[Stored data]

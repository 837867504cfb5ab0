//! The deployment configuration document.
//!
//! A [`Document`] is the parsed form of the operator-authored YAML file
//! (`lyceum.yml`). Every field is optional: a key that is absent leaves the
//! built-in default untouched, while a key that is present overrides or
//! merges into it according to the rules in [`crate::resolve`]. The
//! document is inert data; nothing here consults the process environment
//! or derives values.
//!
//! Keys the schema does not know about are retained verbatim in
//! [`Document::extra`] so that settings extensions can read them and the
//! doctor can report them.

use std::collections::BTreeMap;
use std::path::PathBuf;

use serde::{Deserialize, Deserializer};
use serde_yaml::Value;

use crate::error::{SettingsError, SettingsResult};
use crate::schema::{CacheConfig, DatabaseConfig, GradeExportConfig, GradingQueueInterface};

/// Deserializes a key that distinguishes "absent" from "explicitly null".
///
/// `None` means the key was not in the document at all; `Some(None)` means
/// the operator wrote `KEY: null`. The distinction matters for keys where
/// null is a meaningful opt-out rather than "use the default".
pub(crate) fn double_option<'de, T, D>(de: D) -> Result<Option<Option<T>>, D::Error>
where
    T: Deserialize<'de>,
    D: Deserializer<'de>,
{
    Deserialize::deserialize(de).map(Some)
}

/// Falsy-aware lookup: treats an explicitly empty string as absent.
///
/// Used for human-facing display strings where an empty override would
/// render blank text; the built-in default is kept instead.
pub(crate) fn non_empty(value: &Option<String>) -> Option<&str> {
    value.as_deref().filter(|v| !v.is_empty())
}

/// Falsy-aware list lookup: treats an explicitly empty list as absent.
pub(crate) fn non_empty_list<T>(value: &Option<Vec<T>>) -> Option<&[T]> {
    value.as_deref().filter(|v| !v.is_empty())
}
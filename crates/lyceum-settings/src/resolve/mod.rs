//! The resolution pipeline.
//!
//! [`resolve`] turns a configuration document plus a captured environment
//! overlay into fully resolved [`Settings`]. The pipeline is a fixed
//! sequence of passes:
//!
//! 1. enumerated defaults ([`Settings::default`])
//! 2. per-group document overrides and merges
//! 3. feature fan-out over the final flag set
//! 4. registered extension hooks
//! 5. the derivation pass for computed values
//! 6. validation
//!
//! Nothing here touches the process environment; everything the resolver
//! consults arrives through its arguments. Resolving the same document and
//! overlay twice yields equal settings.

use std::path::{Path, PathBuf};

use tracing::debug;

use crate::document::Document;
use crate::env::EnvOverlay;
use crate::error::SettingsResult;
use crate::registry::SettingsRegistry;
use crate::schema::Settings;
use crate::validation;

mod derived;
mod fanout;
pub(crate) mod merge;

/// Where documents are searched when neither the environment nor the
/// document path pins a location.
const DEFAULT_CONFIG_ROOT: &str = "/etc/lyceum";

/// Resolves settings without any registered extensions.
pub fn resolve(document: &Document, env: &EnvOverlay) -> SettingsResult<Settings> {
    Resolver::new().resolve(document, env)
}

/// A configured resolution run.
///
/// The plain [`resolve`] function covers deployments without add-ons; a
/// `Resolver` additionally carries the [`SettingsRegistry`] whose attribute
/// resolvers and extension hooks participate in the run.
#[derive(Default)]
pub struct Resolver<'a> {
    registry: Option<&'a SettingsRegistry>,
}

impl<'a> Resolver<'a> {
    pub fn new() -> Self {
        Self { registry: None }
    }

    pub fn with_registry(registry: &'a SettingsRegistry) -> Self {
        Self {
            registry: Some(registry),
        }
    }

    pub fn resolve(&self, doc: &Document, env: &EnvOverlay) -> SettingsResult<Settings> {
        debug!(variant = %env.variant, "resolving deployment settings");

        let mut settings = Settings::default();
        settings.service_variant = env.variant.name().map(str::to_string);
        settings.config_prefix = env.variant.config_prefix();
        settings.config_root = env
            .config_root
            .clone()
            .or_else(|| {
                env.document_path
                    .as_ref()
                    .and_then(|path| path.parent().map(Path::to_path_buf))
            })
            .unwrap_or_else(|| PathBuf::from(DEFAULT_CONFIG_ROOT));

        settings.site.apply(doc)?;
        settings.theming.apply(doc);
        settings.session.apply(doc);
        settings.auth.apply(doc)?;
        settings.email.apply(doc);
        settings.database.apply(doc, &env.migration)?;
        settings.storage.apply(doc);
        settings.worker.apply(doc);
        settings.tracking.apply(doc);
        settings.services.apply(doc)?;
        settings.features.apply(doc);
        settings.registries.apply(doc);
        settings.logging.apply(doc)?;

        fanout::apply(&mut settings, doc, self.registry)?;
        if let Some(registry) = self.registry {
            registry.run_extensions(&mut settings, doc)?;
        }
        derived::finalize(&mut settings, doc);
        validation::validate(&settings)?;

        debug!(
            queues = settings.worker.queues.len(),
            features = settings.features.len(),
            "deployment settings resolved"
        );
        Ok(settings)
    }
}

// ====== Tests ======

#[cfg(test)]
mod tests {
    use super::*;
    use crate::env::{MigrationOverrides, ServiceVariant};
    use crate::error::SettingsError;

    const MINIMAL_DOCUMENT: &str = r#"
SITE_NAME: lyceum.example.edu
SECRET_KEY: test-secret
LOG_DIR: /var/log/lyceum
LOGGING_ENV: test
DATABASES:
  default:
    NAME: lyceum
CACHES:
  default:
    BACKEND: lyceum.cache.backends.locmem.LocMemCache
GRADING_QUEUE_INTERFACE:
  URL: http://grader.internal
  AUTH_USER: grader
  AUTH_PASSWORD: graderpass
"#;

    fn minimal_document() -> Document {
        Document::from_yaml(MINIMAL_DOCUMENT).unwrap()
    }

    #[test]
    fn test_minimal_document_resolves() {
        let settings = resolve(&minimal_document(), &EnvOverlay::default()).unwrap();

        assert_eq!(settings.site.site_name, "lyceum.example.edu");
        assert_eq!(settings.site.platform_name, "Lyceum");
        assert_eq!(settings.auth.secret_key, "test-secret");
        assert!(!settings.debug);
        assert_eq!(settings.service_variant, None);
        assert_eq!(settings.config_prefix, "");
        assert_eq!(settings.config_root, PathBuf::from("/etc/lyceum"));
        assert_eq!(settings.worker.default_queue, "lyceum.core.default");
        assert_eq!(settings.worker.broker_url, "://:@/");
        assert!(settings.features.enabled("ENABLE_BULK_EMAIL"));
        assert!(!settings.features.enabled("AUTH_USE_CAS"));
        assert_eq!(settings.logging.dir, PathBuf::from("/var/log/lyceum"));
        // The local-memory cache for block locations is always present.
        assert!(settings.database.caches.contains_key("loc_cache"));
    }

    #[test]
    fn test_variant_threads_through_names() {
        let env = EnvOverlay::for_variant(ServiceVariant::named("lms"));
        let settings = resolve(&minimal_document(), &env).unwrap();

        assert_eq!(settings.service_variant.as_deref(), Some("lms"));
        assert_eq!(settings.config_prefix, "lms.");
        assert_eq!(settings.worker.default_priority_queue, "lyceum.lms.core.default");
        assert_eq!(settings.worker.default_exchange, "lyceum.lms.core");
    }

    #[test]
    fn test_missing_required_key_fails() {
        let mut doc = minimal_document();
        doc.secret_key = None;

        let err = resolve(&doc, &EnvOverlay::default()).unwrap_err();
        match err {
            SettingsError::MissingKey { key } => assert_eq!(key, "SECRET_KEY"),
            other => panic!("unexpected error: {other}"),
        }
    }

    #[test]
    fn test_resolution_is_pure() {
        let doc = minimal_document();
        let env = EnvOverlay::for_variant(ServiceVariant::named("lms"));

        let first = resolve(&doc, &env).unwrap();
        let second = resolve(&doc, &env).unwrap();
        assert_eq!(first, second);
    }

    #[test]
    fn test_migration_overrides_take_precedence() {
        let mut doc = minimal_document();
        let extra = Document::from_yaml(
            r#"
DATABASES:
  default:
    NAME: lyceum
    HOST: db.internal
  read_replica:
    NAME: lyceum
    HOST: replica.internal
"#,
        )
        .unwrap();
        doc.databases = extra.databases;

        let env = EnvOverlay {
            migration: MigrationOverrides {
                host: Some("migration.internal".to_string()),
                ..MigrationOverrides::default()
            },
            ..EnvOverlay::default()
        };
        let settings = resolve(&doc, &env).unwrap();

        assert_eq!(settings.database.databases["default"].host, "migration.internal");
        // Migrations never run against the replica.
        assert_eq!(settings.database.databases["read_replica"].host, "replica.internal");
    }

    #[test]
    fn test_document_flags_drive_fanout() {
        let mut doc = minimal_document();
        let extra = Document::from_yaml("FEATURES:\n  ENABLE_THIRD_PARTY_AUTH: true").unwrap();
        doc.features = extra.features;

        let settings = resolve(&doc, &EnvOverlay::default()).unwrap();

        assert!(settings.features.third_party_auth());
        assert!(settings
            .worker
            .beat_schedule
            .contains_key("refresh-saml-metadata"));
        assert!(settings.registries.auth_backends.len() > 1);
    }

    #[test]
    fn test_config_root_prefers_env_then_document_parent() {
        let env = EnvOverlay {
            document_path: Some(PathBuf::from("/opt/lyceum/config/lyceum.yml")),
            ..EnvOverlay::default()
        };
        let settings = resolve(&minimal_document(), &env).unwrap();
        assert_eq!(settings.config_root, PathBuf::from("/opt/lyceum/config"));

        let env = EnvOverlay {
            config_root: Some(PathBuf::from("/srv/config")),
            document_path: Some(PathBuf::from("/opt/lyceum/config/lyceum.yml")),
            ..EnvOverlay::default()
        };
        let settings = resolve(&minimal_document(), &env).unwrap();
        assert_eq!(settings.config_root, PathBuf::from("/srv/config"));
    }

    #[test]
    fn test_registry_extension_runs_before_validation() {
        struct LevelExtension;

        impl crate::registry::SettingsExtension for LevelExtension {
            fn name(&self) -> &str {
                "level"
            }

            fn apply(
                &self,
                settings: &mut Settings,
                _document: &Document,
            ) -> SettingsResult<()> {
                settings.logging.level = "nonsense".to_string();
                Ok(())
            }
        }

        let mut registry = SettingsRegistry::new();
        registry.register(LevelExtension);

        let err = Resolver::with_registry(&registry)
            .resolve(&minimal_document(), &EnvOverlay::default())
            .unwrap_err();
        match err {
            SettingsError::ValidationError { .. } => {}
            other => panic!("unexpected error: {other}"),
        }
    }
}
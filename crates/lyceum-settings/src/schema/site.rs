//! Site identity, display, and theming settings.

use std::collections::BTreeMap;
use std::path::PathBuf;

use serde::Serialize;
use serde_yaml::Value;

use crate::document::{Document, non_empty, non_empty_list};
use crate::error::{SettingsError, SettingsResult};
use crate::resolve::merge::{merge_map, overlay, overlay_opt};

/// Site identity and display settings.
#[derive(Debug, Clone, PartialEq, Serialize)]
pub struct SiteSettings {
    /// Canonical host name of this deployment.
    pub site_name: String,
    /// Display name of the platform. Empty overrides keep the default.
    pub platform_name: String,
    /// One-line platform description shown in page metadata.
    pub platform_description: String,
    pub platform_twitter_account: String,
    pub platform_facebook_account: String,
    /// Host name of the authoring service.
    pub cms_base: String,
    /// Host name of the learner-facing service, if distinct from the site.
    pub lms_base: Option<String>,
    /// Public root URL, scheme included.
    pub root_url: Option<String>,
    /// Root URL used for service-to-service calls; defaults to the public one.
    pub internal_root_url: Option<String>,
    /// Host names this deployment will serve.
    pub allowed_hosts: Vec<String>,
    pub https: bool,
    pub time_zone: String,
    pub language_code: String,
    pub language_cookie: String,
    /// Released languages as (code, display name) pairs.
    pub languages: Vec<(String, String)>,
    pub use_i18n: bool,
    pub wiki_enabled: bool,
    pub support_site_link: String,
    /// Support links default to the general support site.
    pub id_verification_support_link: String,
    pub password_reset_support_link: String,
    pub activation_email_support_link: String,
    pub social_media_footer_urls: BTreeMap<String, String>,
    pub mobile_store_urls: BTreeMap<String, String>,
    pub footer_platform_url: String,
    pub footer_organization_image: String,
    pub footer_cache_timeout_secs: u64,
    pub footer_browser_cache_max_age_secs: u64,
    pub maintenance_banner_text: Option<String>,
    /// Revision tag shown in page footers and error reports.
    pub platform_revision: String,
    /// Registration form fields and whether each is required/optional/hidden.
    pub registration_extra_fields: BTreeMap<String, String>,
    pub registration_email_patterns_allowed: Option<Vec<String>>,
    /// Marketing site link names to URL slugs. Document entries merge in.
    pub mktg_url_link_map: BTreeMap<String, String>,
    pub mktg_urls: BTreeMap<String, String>,
    pub social_sharing_settings: BTreeMap<String, Value>,
    /// Merchant name on payment receipts; defaults to the platform name.
    pub merchant_name: String,
    pub parental_consent_age_limit: u8,
    pub course_catalog_visibility_permission: String,
    pub course_about_visibility_permission: String,
    pub default_course_visibility_in_catalog: String,
    pub default_course_about_image_url: String,
    pub default_mobile_available: bool,
}

impl Default for SiteSettings {
    fn default() -> Self {
        Self {
            site_name: String::new(),
            platform_name: "Lyceum".to_string(),
            platform_description: "The Lyceum open learning platform".to_string(),
            platform_twitter_account: "@LyceumEdu".to_string(),
            platform_facebook_account: "https://www.facebook.com/LyceumEdu".to_string(),
            cms_base: "studio.lyceum.education".to_string(),
            lms_base: None,
            root_url: None,
            internal_root_url: None,
            allowed_hosts: Vec::new(),
            https: true,
            time_zone: "UTC".to_string(),
            language_code: "en".to_string(),
            language_cookie: "lyceum-language-preference".to_string(),
            languages: vec![("en".to_string(), "English".to_string())],
            use_i18n: true,
            wiki_enabled: false,
            support_site_link: String::new(),
            id_verification_support_link: String::new(),
            password_reset_support_link: String::new(),
            activation_email_support_link: String::new(),
            social_media_footer_urls: BTreeMap::new(),
            mobile_store_urls: BTreeMap::new(),
            footer_platform_url: "https://lyceum.education".to_string(),
            footer_organization_image: "images/logo.png".to_string(),
            footer_cache_timeout_secs: 86400,
            footer_browser_cache_max_age_secs: 300,
            maintenance_banner_text: None,
            platform_revision: "release".to_string(),
            registration_extra_fields: default_registration_fields(),
            registration_email_patterns_allowed: None,
            mktg_url_link_map: default_mktg_links(),
            mktg_urls: BTreeMap::new(),
            social_sharing_settings: BTreeMap::new(),
            merchant_name: String::new(),
            parental_consent_age_limit: 13,
            course_catalog_visibility_permission: "see_exists".to_string(),
            course_about_visibility_permission: "see_exists".to_string(),
            default_course_visibility_in_catalog: "both".to_string(),
            default_course_about_image_url: "images/course_image.jpg".to_string(),
            default_mobile_available: false,
        }
    }
}

fn default_registration_fields() -> BTreeMap<String, String> {
    [
        ("confirm_email", "hidden"),
        ("level_of_education", "optional"),
        ("gender", "optional"),
        ("year_of_birth", "optional"),
        ("mailing_address", "optional"),
        ("goals", "optional"),
        ("honor_code", "required"),
        ("city", "hidden"),
        ("country", "hidden"),
    ]
    .into_iter()
    .map(|(k, v)| (k.to_string(), v.to_string()))
    .collect()
}

fn default_mktg_links() -> BTreeMap<String, String> {
    [
        ("ABOUT", "about"),
        ("CONTACT", "contact"),
        ("HELP_CENTER", "help-center"),
        ("PRIVACY", "privacy"),
        ("TOS", "tos"),
    ]
    .into_iter()
    .map(|(k, v)| (k.to_string(), v.to_string()))
    .collect()
}

impl SiteSettings {
    pub(crate) fn apply(&mut self, doc: &Document) -> SettingsResult<()> {
        self.site_name = doc
            .site_name
            .clone()
            .ok_or(SettingsError::missing_key("SITE_NAME"))?;

        // Display strings keep their defaults over explicitly empty overrides.
        if let Some(name) = non_empty(&doc.platform_name) {
            self.platform_name = name.to_string();
        }
        if let Some(description) = non_empty(&doc.platform_description) {
            self.platform_description = description.to_string();
        }

        overlay(&mut self.platform_twitter_account, &doc.platform_twitter_account);
        overlay(
            &mut self.platform_facebook_account,
            &doc.platform_facebook_account,
        );
        overlay(&mut self.cms_base, &doc.cms_base);
        overlay_opt(&mut self.lms_base, &doc.lms_base);
        overlay_opt(&mut self.root_url, &doc.lms_root_url);
        overlay(&mut self.https, &doc.https);
        overlay(&mut self.time_zone, &doc.time_zone);
        overlay(&mut self.language_code, &doc.language_code);
        overlay(&mut self.language_cookie, &doc.language_cookie);
        overlay(&mut self.languages, &doc.languages);
        overlay(&mut self.use_i18n, &doc.use_i18n);
        overlay(&mut self.wiki_enabled, &doc.wiki_enabled);
        overlay(&mut self.support_site_link, &doc.support_site_link);
        overlay(
            &mut self.social_media_footer_urls,
            &doc.social_media_footer_urls,
        );
        overlay(&mut self.mobile_store_urls, &doc.mobile_store_urls);
        overlay(&mut self.footer_platform_url, &doc.footer_platform_url);
        overlay(
            &mut self.footer_organization_image,
            &doc.footer_organization_image,
        );
        overlay(&mut self.footer_cache_timeout_secs, &doc.footer_cache_timeout);
        overlay(
            &mut self.footer_browser_cache_max_age_secs,
            &doc.footer_browser_cache_max_age,
        );
        overlay_opt(&mut self.maintenance_banner_text, &doc.maintenance_banner_text);
        overlay(&mut self.platform_revision, &doc.platform_revision);
        overlay(
            &mut self.registration_extra_fields,
            &doc.registration_extra_fields,
        );
        overlay_opt(
            &mut self.registration_email_patterns_allowed,
            &doc.registration_email_patterns_allowed,
        );
        merge_map(&mut self.mktg_url_link_map, &doc.mktg_url_link_map);
        overlay(&mut self.mktg_urls, &doc.mktg_urls);
        overlay(&mut self.social_sharing_settings, &doc.social_sharing_settings);
        overlay(
            &mut self.parental_consent_age_limit,
            &doc.parental_consent_age_limit,
        );
        overlay(
            &mut self.course_catalog_visibility_permission,
            &doc.course_catalog_visibility_permission,
        );
        overlay(
            &mut self.course_about_visibility_permission,
            &doc.course_about_visibility_permission,
        );
        overlay(
            &mut self.default_course_visibility_in_catalog,
            &doc.default_course_visibility_in_catalog,
        );
        overlay(
            &mut self.default_course_about_image_url,
            &doc.default_course_about_image_url,
        );
        overlay(&mut self.default_mobile_available, &doc.default_mobile_available);
        Ok(())
    }
}

/// Comprehensive theming settings.
#[derive(Debug, Clone, PartialEq, Serialize, Default)]
pub struct ThemingSettings {
    pub enabled: bool,
    /// Directories searched for themes. An empty override keeps the default.
    pub theme_dirs: Vec<PathBuf>,
    pub locale_paths: Vec<PathBuf>,
    pub default_theme: Option<String>,
}

impl ThemingSettings {
    pub(crate) fn apply(&mut self, doc: &Document) {
        overlay(&mut self.enabled, &doc.enable_comprehensive_theming);
        if let Some(dirs) = non_empty_list(&doc.comprehensive_theme_dirs) {
            self.theme_dirs = dirs.to_vec();
        }
        overlay(&mut self.locale_paths, &doc.comprehensive_theme_locale_paths);
        overlay_opt(&mut self.default_theme, &doc.default_site_theme);
    }
}

// =============================================================================
// Tests
// =============================================================================

#[cfg(test)]
mod tests {
    use super::*;

    #[test]
    fn test_site_name_is_required() {
        let doc = Document::from_yaml("PLATFORM_NAME: Academy").unwrap();
        let err = SiteSettings::default().apply(&doc).unwrap_err();
        assert!(matches!(err, SettingsError::MissingKey { key: "SITE_NAME" }));
    }

    #[test]
    fn test_empty_platform_name_keeps_default() {
        let doc = Document::from_yaml(
            r#"
            SITE_NAME: lyceum.example.edu
            PLATFORM_NAME: ""
            PLATFORM_DESCRIPTION: "A campus of one's own"
            "#,
        )
        .unwrap();

        let mut site = SiteSettings::default();
        site.apply(&doc).unwrap();

        assert_eq!(site.platform_name, "Lyceum");
        assert_eq!(site.platform_description, "A campus of one's own");
    }

    #[test]
    fn test_mktg_links_merge_per_key() {
        let doc = Document::from_yaml(
            r#"
            SITE_NAME: lyceum.example.edu
            MKTG_URL_LINK_MAP:
              ABOUT: who-we-are
              CAREERS: careers
            "#,
        )
        .unwrap();

        let mut site = SiteSettings::default();
        site.apply(&doc).unwrap();

        assert_eq!(site.mktg_url_link_map["ABOUT"], "who-we-are");
        assert_eq!(site.mktg_url_link_map["CAREERS"], "careers");
        // Untouched entries survive the merge.
        assert_eq!(site.mktg_url_link_map["TOS"], "tos");
    }

    #[test]
    fn test_empty_theme_dirs_keep_default() {
        let mut theming = ThemingSettings {
            theme_dirs: vec![PathBuf::from("/opt/lyceum/themes")],
            ..Default::default()
        };

        let doc = Document::from_yaml("COMPREHENSIVE_THEME_DIRS: []").unwrap();
        theming.apply(&doc);
        assert_eq!(theming.theme_dirs, [PathBuf::from("/opt/lyceum/themes")]);

        let doc = Document::from_yaml("COMPREHENSIVE_THEME_DIRS: [/srv/themes]").unwrap();
        theming.apply(&doc);
        assert_eq!(theming.theme_dirs, [PathBuf::from("/srv/themes")]);
    }
}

Assignment ▸ Look through the data above for the string "hooks" and copy every line where it appears.

Task answer ▸
//! 4. registered extension hooks
/// resolvers and extension hooks participate in the run.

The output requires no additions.